WHAT TO DO -
The records should be restated exactly from their first line through the line with "for &voice_count in" in it.

INPUT DATA -
-----

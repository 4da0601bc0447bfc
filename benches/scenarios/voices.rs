//! Benchmarks for polyphonic voice management.

use std::hint::black_box;

use criterion::{BenchmarkId, Criterion};
use waveguide_synth::{
    dsp::reverb::JcRev,
    instrument::Mandolin,
    synth::VoiceManager,
    EngineConfig,
};

use crate::{BLOCK_SIZES, SAMPLE_RATE};

pub fn bench_voices(c: &mut Criterion) {
    let mut group = c.benchmark_group("scenarios/voices");
    let config = EngineConfig::default().with_sample_rate(SAMPLE_RATE);

    for &voice_count in &[4usize, 8, 16] {
        for &size in BLOCK_SIZES {
            let mut instruments: Vec<Mandolin> = (0..voice_count)
                .map(|_| Mandolin::new(config.sample_rate, config.lowest_frequency))
                .collect();
            let mut manager = VoiceManager::new(&config);
            for i in 0..voice_count {
                manager.add_instrument(i, 0);
                manager.note_on(&mut instruments, 48.0 + 3.0 * i as f32, 100.0, 0);
            }
            let mut reverb = JcRev::new(1.0, SAMPLE_RATE);
            let mut buffer = vec![0.0f32; size];

            group.bench_with_input(
                BenchmarkId::new(format!("mandolins_{voice_count}_reverb"), size),
                &size,
                |b, _| {
                    b.iter(|| {
                        manager.render(&mut instruments, black_box(&mut buffer));
                        reverb.render(black_box(&mut buffer));
                    })
                },
            );
        }
    }

    group.finish();
}
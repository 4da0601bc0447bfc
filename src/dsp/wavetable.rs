//! Table playback with linear interpolation.
//!
//! Used for instrument body impulse responses (one-shot) and for vibrato
//! (a looping sine). The read position advances by `rate` samples per tick;
//! [`WaveTable::set_frequency`] converts a frequency into a rate for looping
//! tables.

use std::f32::consts::TAU;

#[derive(Debug, Clone)]
pub struct WaveTable {
    data: Vec<f32>,
    looping: bool,
    rate: f32,
    time: f32,
    finished: bool,
    last_out: f32,
}

impl WaveTable {
    /// Wrap a table. An empty table produces silence.
    pub fn from_samples(data: Vec<f32>, looping: bool) -> Self {
        let finished = data.is_empty();
        Self {
            data,
            looping,
            rate: 1.0,
            time: 0.0,
            finished,
            last_out: 0.0,
        }
    }

    /// One cycle of a sine, looping.
    pub fn sine(len: usize) -> Self {
        let len = len.max(2);
        let data = (0..len)
            .map(|i| (TAU * i as f32 / len as f32).sin())
            .collect();
        Self::from_samples(data, true)
    }

    pub fn len(&self) -> usize {
        self.data.len()
    }

    pub fn is_empty(&self) -> bool {
        self.data.is_empty()
    }

    /// Playback speed in table samples per output sample.
    pub fn set_rate(&mut self, rate: f32) {
        if !rate.is_finite() {
            log::warn!("WaveTable: ignoring non-finite rate");
            return;
        }
        self.rate = rate;
    }

    pub fn rate(&self) -> f32 {
        self.rate
    }

    /// Rate such that one pass through the table takes `1 / frequency` seconds.
    pub fn set_frequency(&mut self, frequency: f32, sample_rate: f32) {
        self.set_rate(self.data.len() as f32 * frequency / sample_rate);
    }

    /// Rewind to the start of the table.
    pub fn reset(&mut self) {
        self.time = 0.0;
        self.finished = self.data.is_empty();
        self.last_out = 0.0;
    }

    /// A one-shot table that has played to its end.
    pub fn is_finished(&self) -> bool {
        self.finished
    }

    #[inline]
    pub fn tick(&mut self) -> f32 {
        if self.finished {
            self.last_out = 0.0;
            return 0.0;
        }
        let len = self.data.len() as f32;

        if self.looping {
            self.time = self.time.rem_euclid(len);
        } else if self.time < 0.0 {
            self.time = 0.0;
        } else if self.time > len - 1.0 {
            self.time = len - 1.0;
            self.finished = true;
            self.last_out = self.data[self.data.len() - 1];
            return self.last_out;
        }

        let index = self.time as usize;
        let alpha = self.time - index as f32;
        let current = self.data[index];
        let next = if index + 1 < self.data.len() {
            self.data[index + 1]
        } else if self.looping {
            self.data[0]
        } else {
            current
        };
        self.last_out = current + alpha * (next - current);
        self.time += self.rate;
        self.last_out
    }

    #[inline]
    pub fn last_out(&self) -> f32 {
        self.last_out
    }
}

-----

TASK OUTPUT -
repository 4da0601bc0447bfc
filename benches/scenarios/voices.rs
//! Benchmarks for polyphonic voice management.

use std::hint::black_box;

use criterion::{BenchmarkId, Criterion};
use waveguide_synth::{
    dsp::reverb::JcRev,
    instrument::Mandolin,
    synth::VoiceManager,
    EngineConfig,
};

use crate::{BLOCK_SIZES, SAMPLE_RATE};

pub fn bench_voices(c: &mut Criterion) {
    let mut group = c.benchmark_group("scenarios/voices");
    let config = EngineConfig::default().with_sample_rate(SAMPLE_RATE);

    for &voice_count in &[4usize, 8, 16] {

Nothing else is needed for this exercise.